Over the past eleven years, students from Salesianum, Padua, and Ursuline have raised over 1.6 million dollars for local nonprofit organizations in the Wilmington area. Such as the Ronald McDonald House of Delaware, the B + Foundation (2 years), Sean’s House, Limen House, Child Inc., St. Patrick’s Center, Summer Collab, Delaware Center for Homeless Veterans, AI DuPont Children’s Hospital, and this year’s beneficiary is St. Patrick’s Center. St. Patrick’s Center has been serving people in Wilmington for over 50 years and transforming lives by addressing poverty and restoring hope to the lives of the Wilmington community. The goal for this year is to raise $175,000 and we are almost a third of the way there at $53,870.06.
As we have heard over the past couple of months SALSTHON in previous years has been an overnight dance with games, challenges, surprises, and performances. In order to get a ticket to SALSTHON students have to register on salsthon.org and raise $250 for their own ticket and $350 for a guest ticket. However this year there are a couple of changes to the event to make it the best event possible and lower safety concerns. It is no longer overnight but will be from 5pm-12am. There will be a guest artist who has millions of listeners on Spotify and hints will be coming as we hit fundraising goals over the next few weeks.
Now I am sure there are a lot of questions about how to fundraise and why we should fundraise so I have asked Frank Holodick to give a few tips, explain what SALSTHON means to him, and why changes have happened. “SALSTHON to me, is, it’s a way for Sallies to extend its community and brotherhood that we’re really used to inside the building to the greater Wilmington area. I think it’s not, I mean, not only that the impact it has on our community is incredible with raising over almost $2 million. What we’ve been hitting this year, just about $2 million for nonprofits around the area that helped, you know, homeless people, people with mental disabilities, people with cancer, you know, all these types of things.”

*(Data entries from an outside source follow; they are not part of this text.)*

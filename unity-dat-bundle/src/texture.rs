//! Texture2D decoding
//!
//! Uncompressed formats are converted to RGBA. Block-compressed, crunched
//! and HDR formats are reported as unsupported.

use crate::error::{BinaryError, Result};
use image::RgbaImage;

/// Unity texture formats this crate can decode
#[derive(Debug, Clone, Copy, PartialEq, Eq)]
pub enum TextureFormat {
    Alpha8,
    ARGB4444,
    RGB24,
    RGBA32,
    ARGB32,
    RGB565,
    RGBA4444,
    BGRA32,
    R8,
}

impl TextureFormat {
    /// Map Unity's `m_TextureFormat` value
    pub fn from_id(id: i32) -> Option<Self> {
        match id {
            1 => Some(TextureFormat::Alpha8),
            2 => Some(TextureFormat::ARGB4444),
            3 => Some(TextureFormat::RGB24),
            4 => Some(TextureFormat::RGBA32),
            5 => Some(TextureFormat::ARGB32),
            7 => Some(TextureFormat::RGB565),
            13 => Some(TextureFormat::RGBA4444),
            14 => Some(TextureFormat::BGRA32),
            63 => Some(TextureFormat::R8),
            _ => None,
        }
    }

    pub fn bytes_per_pixel(self) -> usize {
        match self {
            TextureFormat::Alpha8 | TextureFormat::R8 => 1,
            TextureFormat::ARGB4444 | TextureFormat::RGB565 | TextureFormat::RGBA4444 => 2,
            TextureFormat::RGB24 => 3,
            TextureFormat::RGBA32 | TextureFormat::ARGB32 | TextureFormat::BGRA32 => 4,
        }
    }

    fn to_rgba(self, px: &[u8]) -> [u8; 4] {
        match self {
            TextureFormat::Alpha8 => [255, 255, 255, px[0]],
            TextureFormat::R8 => [px[0], 0, 0, 255],
            TextureFormat::RGB24 => [px[0], px[1], px[2], 255],
            TextureFormat::RGBA32 => [px[0], px[1], px[2], px[3]],
            TextureFormat::ARGB32 => [px[1], px[2], px[3], px[0]],
            TextureFormat::BGRA32 => [px[2], px[1], px[0], px[3]],
            TextureFormat::ARGB4444 => {
                let v = u16::from_le_bytes([px[0], px[1]]);
                [nibble(v >> 8), nibble(v >> 4), nibble(v), nibble(v >> 12)]
            }
            TextureFormat::RGBA4444 => {
                let v = u16::from_le_bytes([px[0], px[1]]);
                [nibble(v >> 12), nibble(v >> 8), nibble(v >> 4), nibble(v)]
            }
            TextureFormat::RGB565 => {
                let v = u16::from_le_bytes([px[0], px[1]]);
                let r = ((v >> 11) & 0x1F) as u8;
                let g = ((v >> 5) & 0x3F) as u8;
                let b = (v & 0x1F) as u8;
                [(r << 3) | (r >> 2), (g << 2) | (g >> 4), (b << 3) | (b >> 2), 255]
            }
        }
    }
}

/// Expand the low four bits to eight
fn nibble(v: u16) -> u8 {
    let n = (v & 0xF) as u8;
    (n << 4) | n
}

/// Decode the top mip level of a texture.
///
/// Unity stores rows bottom-up; the returned image is top-down.
pub fn decode(format_id: i32, width: u32, height: u32, data: &[u8]) -> Result<RgbaImage> {
    let format = TextureFormat::from_id(format_id)
        .ok_or_else(|| BinaryError::unsupported(format!("texture format {}", format_id)))?;
    if width == 0 || height == 0 {
        return Err(BinaryError::invalid_data(format!(
            "texture dimensions {}x{}",
            width, height
        )));
    }

    let pixels = width as usize * height as usize;
    let expected = pixels * format.bytes_per_pixel();
    if data.len() < expected {
        return Err(BinaryError::not_enough_data(expected, data.len()));
    }

    let mut rgba = Vec::with_capacity(pixels * 4);
    for px in data[..expected].chunks_exact(format.bytes_per_pixel()) {
        rgba.extend_from_slice(&format.to_rgba(px));
    }

    let mut image = RgbaImage::from_raw(width, height, rgba)
        .ok_or_else(|| BinaryError::invalid_data("texture buffer size mismatch"))?;
    image::imageops::flip_vertical_in_place(&mut image);
    Ok(image)
}

#[cfg(test)]
mod tests {
    use super::*;
    use image::Rgba;

    #[test]
    fn test_rgba32_is_flipped() {
        // Bottom row red, top row blue
        let data = [255, 0, 0, 255, 0, 0, 255, 255];
        let image = decode(4, 1, 2, &data).unwrap();
        assert_eq!(image.get_pixel(0, 0), &Rgba([0, 0, 255, 255]));
        assert_eq!(image.get_pixel(0, 1), &Rgba([255, 0, 0, 255]));
    }

    #[test]
    fn test_channel_orders() {
        assert_eq!(TextureFormat::ARGB32.to_rgba(&[1, 2, 3, 4]), [2, 3, 4, 1]);
        assert_eq!(TextureFormat::BGRA32.to_rgba(&[1, 2, 3, 4]), [3, 2, 1, 4]);
        assert_eq!(TextureFormat::Alpha8.to_rgba(&[9]), [255, 255, 255, 9]);
        assert_eq!(TextureFormat::RGB565.to_rgba(&[0x00, 0xF8]), [255, 0, 0, 255]);
        assert_eq!(TextureFormat::RGBA4444.to_rgba(&[0x0F, 0xF0]), [255, 0, 0, 255]);
    }

    #[test]
    fn test_compressed_formats_unsupported() {
        // DXT5
        assert!(matches!(
            decode(12, 4, 4, &[0u8; 16]),
            Err(BinaryError::Unsupported(_))
        ));
    }

    #[test]
    fn test_short_data() {
        assert!(matches!(
            decode(3, 2, 2, &[0u8; 11]),
            Err(BinaryError::NotEnoughData { expected: 12, actual: 11 })
        ));
    }
}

Causes for change: “But in previous years, SALSTHON was like, well, we don’t we didn’t have my freshman year because of COVID. Okay, and so I’ve been to SALSTHON , but it was kind of like this, like a mythical idea. Everyone, you know, talks about SALSTHON and blah, blah. There’s so much hype, especially during that freshman year. And then I went and it was a lot of fun the first year. Yeah, just a blast. And like, everything everyone was said about, you know, the overnight dance dancing events. It was really cool. Last year, same exact thing. The overnight kind of got stale. That was really, really fun for me for the first year, which is why we made the switch this year, because I think it was a lot of trying to be overnight every year. But yeah, just a super fun event. Super fun. There’s so many things going on.
Tips for fundraising: “The student council at Padua, Ursuline and Sallies are working really really hard right now to make this thing the best that we can. But yeah, obviously, it’s not you know, we can’t do everything. A lot of the excitement and hype like people are obviously going to play off of us but we got to get people engaged and we got to get people to buy in and I because I think the more people that buy in, they bring their friends, their friends spread the word, you get more people. So yeah, I mean, even just to you or anyone reading this newspaper should absolutely jump on it, get your fundraising go and get your friends get your, you know, exponential growth, get people to sign up for people to raise 250.”
As Salesianum students we need to spread the word however we can do just that through social media, podcasts, or newspapers, and get some donations in for a great cause. So be loud, get hype, and support our beneficiary!!